Chapter Thirty-nine

Three hundred and fifty years. Maybe four hundred. Shit…try a thousand.

That was how long it took to get from Caldwell’s rural fringes into downtown in that F-150 truck.

Matthias was ready to peel his own face off when Adrian finally pulled over into a parking space next to a green stretch of park. Not even a second later, the pair of them got out and left their ride like it was a piece of junk at a landfill.

No running, though, in spite of the fact that he was in a panic. Long strides with his cane, but no running. Just him and a buddy, out for a go-nowhere stroll—no BFD.

From behind Mels’s Ray-Bans, he scanned the park. Clear except for a mother and a daughter on the swings.

Just as Mels had described, there was an old Victorian boathouse on the river’s edge, the diamond-paned monolith sitting on the shore like a cedar-shingled hen about to lay an egg. And the closer they got to it, the more Jim’s roommate looked like he wanted to kill someone.

Matthias felt the same way.

The open doorway into the thing was broad, but the interior was as dark as the sky had gotten before those shadows had shown up at the garage. As Matthias’s good eye adjusted, stacks of faded blue and red and yellow rowboats appeared, and so did a wall of orange PFDs.

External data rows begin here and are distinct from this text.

//! Command implementations for the `quill` binary.

pub mod auth;
pub mod pages;
pub mod posts;
pub mod read;
pub mod stats;

use thiserror::Error;

/// Errors surfaced by CLI commands.
#[derive(Debug, Error)]
pub enum CliError {
    /// A command-line argument failed to parse.
    #[error("Invalid {0}: {1}")]
    InvalidArg(&'static str, String),

    /// A backend request failed.
    #[error(transparent)]
    Api(#[from] quillpress_client::ApiError),

    /// An editing operation failed.
    #[error(transparent)]
    Editor(#[from] quillpress_admin::EditorError),

    /// A submission failed; carries the editor's notice (conflicts get
    /// distinguished wording).
    #[error("{0}")]
    Submit(String),

    /// Reading from the terminal failed.
    #[error("IO error: {0}")]
    Io(#[from] std::io::Error),
}

/// Prompt on stdout and read one trimmed line from stdin.
#[allow(clippy::print_stdout)]
pub(crate) fn prompt(message: &str) -> std::io::Result<String> {
    use std::io::Write;

    print!("{message}");
    std::io::stdout().flush()?;

    let mut line = String::new();
    std::io::stdin().read_line(&mut line)?;
    Ok(line.trim_end_matches(['\r', '\n']).to_string())
}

Birds of some sort flew out from the eaves over the half dozen empty slips.

For some reason, he hated the sound of the water smuckering up around the cribs, the sucking and clapping noise predatory.

“Mels?” he said softly. “Mels—”

Down the way, from in between some shrink-wrapped sailboats and what looked like a convention of rudders, she stepped out.

“Oh, shit, Mels…”

Nailing his cane into the dock, Matthias shot forward, and as he came up to her he threw his arms around—

Snapping back, he barked, “You’re wet.”

“I know. Jim’s over—”

“To fuck with him—”

She looked across his shoulder at Adrian and froze, like maybe she recognized him. “Ah, he’s behind there. I don’t know what’s wrong with him—but he really isn’t well.”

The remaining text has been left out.